The Cathedral of St. Michael in Coventry was bombed in 1940 by enemy forces. The building was a 14th-century structure and this act of evil shook the nation. Years following the war, a new cathedral was built using remains from the original. Upon its completion in 1962, a dedication event was planned including a work composed for the festivities by Benjamin Britten.

Not everyone approved of Britten as the designated composer, as he was a pacifist and even left the country just before Britain entered the war. Despite this controversial decision, Britten successfully completed a memorial for the dead of all wars throughout history: the War Requiem.

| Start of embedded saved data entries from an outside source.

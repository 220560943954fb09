//! Completion Bridge: generative chat completion with the restaurant persona.
//! Sends persona + conversation + new utterance; returns the first choice verbatim.

use serde::{Deserialize, Serialize};

use crate::config::ChatConfig;
use crate::conversation::{self, Turn};
use crate::error::{ChatError, ChatResult};
use crate::http::{build_client, send_with_retry, RetryPolicy};
use crate::router::{BackendMode, Responder};

const API_KEY_HEADER: &str = "api-key";

pub const PERSONA_PROMPT: &str = "Eres un asistente virtual amigable de un restaurante. Ayudas a los clientes con información sobre el menú, horarios, reservaciones y ubicación. Sé cortés, profesional y útil.";

const MAX_TOKENS: u32 = 800;
const TEMPERATURE: f64 = 0.7;
const TOP_P: f64 = 0.95;
const FREQUENCY_PENALTY: f64 = 0.0;
const PRESENCE_PENALTY: f64 = 0.0;

#[derive(Debug, Clone, PartialEq, Serialize)]
pub struct ChatMessage {
    pub role: String,
    pub content: String,
}

#[derive(Debug, Serialize)]
pub struct CompletionRequest {
    pub messages: Vec<ChatMessage>,
    pub max_tokens: u32,
    pub temperature: f64,
    pub top_p: f64,
    pub frequency_penalty: f64,
    pub presence_penalty: f64,
}

impl CompletionRequest {
    /// Persona first, then history in order, then the new user utterance.
    pub fn new(history: &[Turn], utterance: &str) -> Self {
        let mut messages = Vec::with_capacity(history.len() + 2);
        messages.push(ChatMessage {
            role: "system".to_string(),
            content: PERSONA_PROMPT.to_string(),
        });
        messages.extend(history.iter().map(|t| ChatMessage {
            role: t.role().as_str().to_string(),
            content: t.text().to_string(),
        }));
        messages.push(ChatMessage {
            role: "user".to_string(),
            content: utterance.to_string(),
        });
        Self {
            messages,
            max_tokens: MAX_TOKENS,
            temperature: TEMPERATURE,
            top_p: TOP_P,
            frequency_penalty: FREQUENCY_PENALTY,
            presence_penalty: PRESENCE_PENALTY,
        }
    }
}

#[derive(Debug, Deserialize)]
struct CompletionResponse {
    choices: Vec<CompletionChoice>,
}

#[derive(Debug, Deserialize)]
struct CompletionChoice {
    message: CompletionMessage,
}

#[derive(Debug, Deserialize)]
struct CompletionMessage {
    content: String,
}

/// First choice's content. Undecodable bodies and empty `choices` are completion
/// errors carrying the response status.
pub fn decode_completion(status: u16, body: &str) -> ChatResult<String> {
    let parsed: CompletionResponse =
        serde_json::from_str(body).map_err(|e| ChatError::Completion {
            status: Some(status),
            body: format!("response parse: {}: {}", e, body),
        })?;
    parsed
        .choices
        .into_iter()
        .next()
        .map(|c| c.message.content)
        .ok_or_else(|| ChatError::Completion {
            status: Some(status),
            body: "response contained no choices".to_string(),
        })
}

fn completion_error(status: Option<u16>, body: String) -> ChatError {
    ChatError::Completion { status, body }
}

/// Free-form responder backed by a chat-completions deployment.
pub struct CompletionBridge {
    url: String,
    api_key: String,
    context_turns: Option<usize>,
    retry: RetryPolicy,
    client: reqwest::Client,
}

impl CompletionBridge {
    pub fn new(config: &ChatConfig) -> ChatResult<Self> {
        let url = format!(
            "{}/openai/deployments/{}/chat/completions?api-version={}",
            config.base_url(),
            config.deployment_name.trim(),
            config.openai_api_version
        );
        Ok(Self {
            url,
            api_key: config.api_key.trim().to_string(),
            context_turns: config.context_turns,
            retry: RetryPolicy::from_config(config),
            client: build_client(config, completion_error)?,
        })
    }

    pub async fn resolve(&self, history: &[Turn], utterance: &str) -> ChatResult<String> {
        let context = match self.context_turns {
            Some(n) => conversation::tail(history, n),
            None => history,
        };
        let body = CompletionRequest::new(context, utterance);
        tracing::info!(
            "[MESA] Completion Bridge: sending {} messages",
            body.messages.len()
        );

        let (status, text) = send_with_retry("Chat completion", self.retry, completion_error, || {
            self.client
                .post(&self.url)
                .header(API_KEY_HEADER, &self.api_key)
                .json(&body)
        })
        .await?;

        decode_completion(status, &text)
    }
}

#[async_trait::async_trait]
impl Responder for CompletionBridge {
    fn mode(&self) -> BackendMode {
        BackendMode::FreeForm
    }

    async fn respond(&self, history: &[Turn], utterance: &str) -> ChatResult<String> {
        self.resolve(history, utterance).await
    }
}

Britten’s War Requiem is an oratorio that uses the Latin Requiem Mass with an added commentary text taken from settings of poems by Wilfred Owen, a young poet who died in battle during WWI. This grand work includes an orchestra, soprano solo, and mixed chorus for the performance of the ancient Requiem Mass. Owen’s poetry shows a more personal side of war, using tenor and baritone solos representing men affected by the war, a distant boy choir, chamber ensemble, and organ.

Here you can listen to Britten’s War Requiem. Do you think he effectively creates a memorial to those whose lives were taken by war?